5.Lidocaine (lidocaine)
Lidocaine regulates Na ion channels and stabilizes the cell membrane potential, thereby preventing the spread of epileptic discharges, and may be effective in persistent epilepsy where phenobarbital treatment is ineffective. A retrospective study of 37 patients with refractory status epilepticus showed a 36% response rate to lidocaine, and no major adverse effects or deaths were reported. However, the use of lidocaine carries the risk of decreased heart rate, atrioventricular block, and even cardiac arrest, and should be used under close cardiac monitoring. Lidocaine is effective against epilepsy at low concentrations, but the blood concentration above 5mg/L can promote seizures.
6.Isoprodine
Isoptin can inhibit multi-resistant transporter protein, which improves the effectiveness of antiepileptic drugs in the brain. Some reports believe that its use is effective, but need to be under cardiac monitoring, the daily dose of 360mg is safe.
7, magnesium
Magnesium in physiological conditions to block NMDA receptors, has been mentioned in relation to refractory persistent epilepsy, but serum concentrations of only 14 mmol/L, in addition to a report on 2 patients with mitochondrial encephalopathy. Notably, high doses may cause neuromuscular blockade, thereby masking clinical seizures.
8. Ketogenic diet
The ketogenic diet is a high-fat, low-protein, low-carbohydrate diet that may be effective in some RSE patients by metabolizing acetone and thus affecting K+ channels. It requires accurate nutritional calculations and is administered via parenteral nutrition. Most complications are mild and reversible, such as hypoglycemia, acidosis, hyperlipidemia, and rare complications can occur with primary cardiomyopathy and pancreatitis.
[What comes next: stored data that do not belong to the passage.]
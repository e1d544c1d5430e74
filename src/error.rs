use rust_xlsxwriter::XlsxError;
use std::path::PathBuf;
use thiserror::Error;

/// What went wrong while producing the report file.
#[derive(Error, Debug)]
pub enum WriteCause {
    #[error(transparent)]
    Xlsx(#[from] XlsxError),

    #[error("preview could not be re-encoded: {0}")]
    Preview(#[from] image::ImageError),
}

#[derive(Error, Debug)]
pub enum AppError {
    #[error("I/O error: {0}")]
    Io(#[from] std::io::Error),

    #[error("Configuration error: {0}")]
    Config(#[from] config::ConfigError),

    /// The file could not be opened or decoded as an image.
    #[error("Could not decode {filename}: {source}")]
    Decode {
        filename: String,
        #[source]
        source: image::ImageError,
    },

    /// The report could not be created or written.
    #[error("Could not write report {}: {source}", .path.display())]
    Write {
        path: PathBuf,
        #[source]
        source: WriteCause,
    },

    #[error("Thread pool error: {0}")]
    ThreadPool(#[from] rayon::ThreadPoolBuildError),

    #[error("Generic error: {0}")]
    Generic(String),
}

impl AppError {
    pub fn decode(filename: impl Into<String>, source: image::ImageError) -> Self {
        AppError::Decode {
            filename: filename.into(),
            source,
        }
    }

    pub fn write(path: impl Into<PathBuf>, source: impl Into<WriteCause>) -> Self {
        AppError::Write {
            path: path.into(),
            source: source.into(),
        }
    }

    /// Per-file errors are recovered by the batch driver; everything else aborts the run.
    pub fn is_recoverable(&self) -> bool {
        matches!(self, AppError::Decode { .. })
    }
}
#![allow(dead_code)]

use exif::experimental::Writer;
use exif::{Field, In, Rational, Tag, Value};
use image::{DynamicImage, ImageOutputFormat, Rgb, RgbImage};
use std::io::{Cursor, Read};
use std::path::{Path, PathBuf};

pub fn ascii(tag: Tag, text: &str) -> Field {
    Field {
        tag,
        ifd_num: In::PRIMARY,
        value: Value::Ascii(vec![text.as_bytes().to_vec()]),
    }
}

/// Degrees and minutes are whole numbers; seconds are `num / denom`.
pub fn dms(tag: Tag, degrees: u32, minutes: u32, seconds: (u32, u32)) -> Field {
    Field {
        tag,
        ifd_num: In::PRIMARY,
        value: Value::Rational(vec![
            Rational { num: degrees, denom: 1 },
            Rational { num: minutes, denom: 1 },
            Rational {
                num: seconds.0,
                denom: seconds.1,
            },
        ]),
    }
}

pub fn orientation(value: u16) -> Field {
    Field {
        tag: Tag::Orientation,
        ifd_num: In::PRIMARY,
        value: Value::Short(vec![value]),
    }
}

/// Little-endian TIFF structure holding `fields`, as stored in both containers.
fn exif_tiff(fields: &[Field]) -> Vec<u8> {
    let mut writer = Writer::new();
    for field in fields {
        writer.push_field(field);
    }
    let mut tiff = Cursor::new(Vec::new());
    writer.write(&mut tiff, false).expect("encode exif fixture");
    tiff.into_inner()
}

/// A solid-colour JPEG with the given tags in an APP1 segment right after SOI.
pub fn jpeg_with_exif(width: u32, height: u32, shade: u8, fields: &[Field]) -> Vec<u8> {
    let img = DynamicImage::ImageRgb8(RgbImage::from_pixel(width, height, Rgb([shade, 90, 180])));
    let mut jpeg = Cursor::new(Vec::new());
    img.write_to(&mut jpeg, ImageOutputFormat::Jpeg(90))
        .expect("encode jpeg fixture");
    let jpeg = jpeg.into_inner();
    if fields.is_empty() {
        return jpeg;
    }

    let tiff = exif_tiff(fields);
    let segment_len = u16::try_from(2 + 6 + tiff.len()).expect("small exif segment");
    let mut out = Vec::with_capacity(jpeg.len() + tiff.len() + 10);
    out.extend_from_slice(&jpeg[..2]);
    out.extend_from_slice(&[0xFF, 0xE1]);
    out.extend_from_slice(&segment_len.to_be_bytes());
    out.extend_from_slice(b"Exif\0\0");
    out.extend_from_slice(&tiff);
    out.extend_from_slice(&jpeg[2..]);
    out
}

/// A solid-colour RGB PNG with the given tags in an `eXIf` chunk before the image data.
pub fn png_with_exif(width: u32, height: u32, shade: u8, fields: &[Field]) -> Vec<u8> {
    let pixels = RgbImage::from_pixel(width, height, Rgb([shade, 40, 220])).into_raw();
    let mut out = Vec::new();
    let mut encoder = png::Encoder::new(&mut out, width, height);
    encoder.set_color(png::ColorType::Rgb);
    encoder.set_depth(png::BitDepth::Eight);

    let mut writer = encoder.write_header().expect("png header");
    writer
        .write_chunk(png::chunk::ChunkType(*b"eXIf"), &exif_tiff(fields))
        .expect("exif chunk");
    writer.write_image_data(&pixels).expect("png image data");
    writer.finish().expect("png trailer");
    out
}

pub fn write_jpeg(dir: &Path, name: &str, shade: u8, fields: &[Field]) -> PathBuf {
    let path = dir.join(name);
    std::fs::write(&path, jpeg_with_exif(64, 48, shade, fields)).expect("write jpeg fixture");
    path
}

pub fn write_png(dir: &Path, name: &str, shade: u8) -> PathBuf {
    let path = dir.join(name);
    RgbImage::from_pixel(48, 64, Rgb([shade, 200, 20]))
        .save_with_format(&path, image::ImageFormat::Png)
        .expect("write png fixture");
    path
}

pub fn write_png_with_exif(dir: &Path, name: &str, shade: u8, fields: &[Field]) -> PathBuf {
    let path = dir.join(name);
    std::fs::write(&path, png_with_exif(40, 30, shade, fields)).expect("write png fixture");
    path
}

/// Reads one part of a written workbook.
pub fn read_entry(path: &Path, name: &str) -> String {
    let file = std::fs::File::open(path).expect("open workbook");
    let mut archive = zip::ZipArchive::new(file).expect("workbook is a zip archive");
    let mut contents = String::new();
    archive
        .by_name(name)
        .expect("workbook part present")
        .read_to_string(&mut contents)
        .expect("utf8 workbook part");
    contents
}

pub fn row_count(workbook: &Path) -> usize {
    read_entry(workbook, "xl/worksheets/sheet1.xml")
        .matches("<row ")
        .count()
}
use serde::Deserialize;
use std::collections::HashSet;
use std::path::Path;
use config::{Config, ConfigError, File};

pub const DEFAULT_OUTPUT_FILE_NAME: &str = "Bilder_Liste.xlsx";
pub const DEFAULT_SHEET_NAME: &str = "Bilder";
pub const DEFAULT_PREVIEW_MAX_SIZE: u32 = 100;
pub const DEFAULT_PREVIEW_QUALITY: u8 = 75;

#[derive(Debug, Deserialize, Clone)]
pub struct AppConfig {
    pub allowed_extensions: HashSet<String>,
    pub output_file_name: String,
    pub sheet_name: String,
    pub preview_max_size: u32,
    pub preview_quality: u8,
    pub apply_orientation: bool,
    pub num_workers: usize,
    pub log_level: String,
}

impl AppConfig {
    /// Built-in defaults layered with `config/default.*` when it exists.
    pub fn new() -> Result<Self, ConfigError> {
        Self::builder()?
            .add_source(File::with_name("config/default").required(false))
            .build()?
            .try_deserialize()
    }

    /// Built-in defaults layered with an explicit file, which must exist.
    pub fn from_file(path: &Path) -> Result<Self, ConfigError> {
        Self::builder()?
            .add_source(File::from(path).required(true))
            .build()?
            .try_deserialize()
    }

    fn builder() -> Result<config::ConfigBuilder<config::builder::DefaultState>, ConfigError> {
        Config::builder()
            .set_default("allowed_extensions", vec!["jpg", "jpeg", "png"])?
            .set_default("output_file_name", DEFAULT_OUTPUT_FILE_NAME)?
            .set_default("sheet_name", DEFAULT_SHEET_NAME)?
            .set_default("preview_max_size", DEFAULT_PREVIEW_MAX_SIZE as i64)?
            .set_default("preview_quality", DEFAULT_PREVIEW_QUALITY as i64)?
            .set_default("apply_orientation", false)?
            .set_default("num_workers", 1_i64)?
            .set_default("log_level", "info")
    }

    pub fn is_allowed_extension(&self, ext: &str) -> bool {
        self.allowed_extensions.contains(&ext.to_lowercase())
    }
}

impl Default for AppConfig {
    fn default() -> Self {
        Self {
            allowed_extensions: ["jpg", "jpeg", "png"].iter().map(|s| s.to_string()).collect(),
            output_file_name: DEFAULT_OUTPUT_FILE_NAME.to_string(),
            sheet_name: DEFAULT_SHEET_NAME.to_string(),
            preview_max_size: DEFAULT_PREVIEW_MAX_SIZE,
            preview_quality: DEFAULT_PREVIEW_QUALITY,
            apply_orientation: false,
            num_workers: 1,
            log_level: "info".to_string(),
        }
    }
}
use crate::selector::DirectorySelector;
use std::io::{self, BufRead, Stdin, StdinLock, Stdout, Write};
use std::path::PathBuf;

/// Asks for each directory on a line-oriented terminal.
pub struct PromptSelector<R, W> {
    reader: R,
    writer: W,
}

impl PromptSelector<StdinLock<'static>, Stdout> {
    pub fn stdin() -> Self {
        let stdin: Stdin = io::stdin();
        Self::new(stdin.lock(), io::stdout())
    }
}

impl<R: BufRead, W: Write> PromptSelector<R, W> {
    pub fn new(reader: R, writer: W) -> Self {
        Self { reader, writer }
    }

    fn ask(&mut self, label: &str) -> Option<PathBuf> {
        if let Err(e) = write!(self.writer, "{label} › ").and_then(|_| self.writer.flush()) {
            log::warn!("Could not write prompt: {}", e);
        }

        let mut line = String::new();
        match self.reader.read_line(&mut line) {
            Ok(0) => None,
            Ok(_) => {
                let trimmed = line.trim();
                (!trimmed.is_empty()).then(|| PathBuf::from(trimmed))
            }
            Err(e) => {
                log::warn!("Could not read input: {}", e);
                None
            }
        }
    }
}

impl<R: BufRead, W: Write> DirectorySelector for PromptSelector<R, W> {
    fn select_input_dir(&mut self) -> Option<PathBuf> {
        self.ask("Image folder")
    }

    fn select_output_dir(&mut self) -> Option<PathBuf> {
        self.ask("Output folder")
    }
}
The ketogenic diet is recommended for refractory persistent epilepsy in individual healthcare settings, but studies are lacking in this area. A recent retrospective analysis of the role of the ketogenic diet in RSE (mostly in pediatric patients) demonstrated its promise for the treatment of RSE.
9. Steroids/immunotherapy
Immunomodulation is sometimes used in the treatment of refractory persistent epilepsy, either alone or in combination with corticosteroids, pro-adrenocorticosteroids, ion exchange, and immune-requested proteins after exclusion of infectious factors, and these treatments may be effective in refractory persistent epilepsy caused by Rasmussen’s encephalitis, vasculitis, and anti-NMDA receptor encephalitis. A recent article reviewed and analyzed the use of steroids and immunotherapy in patients with RSE, and this author concluded that immunotherapy is gradually being used more because of our increased understanding of the etiology of RSE including NMDA and the growing evidence of the role of immune factors in epilepsy.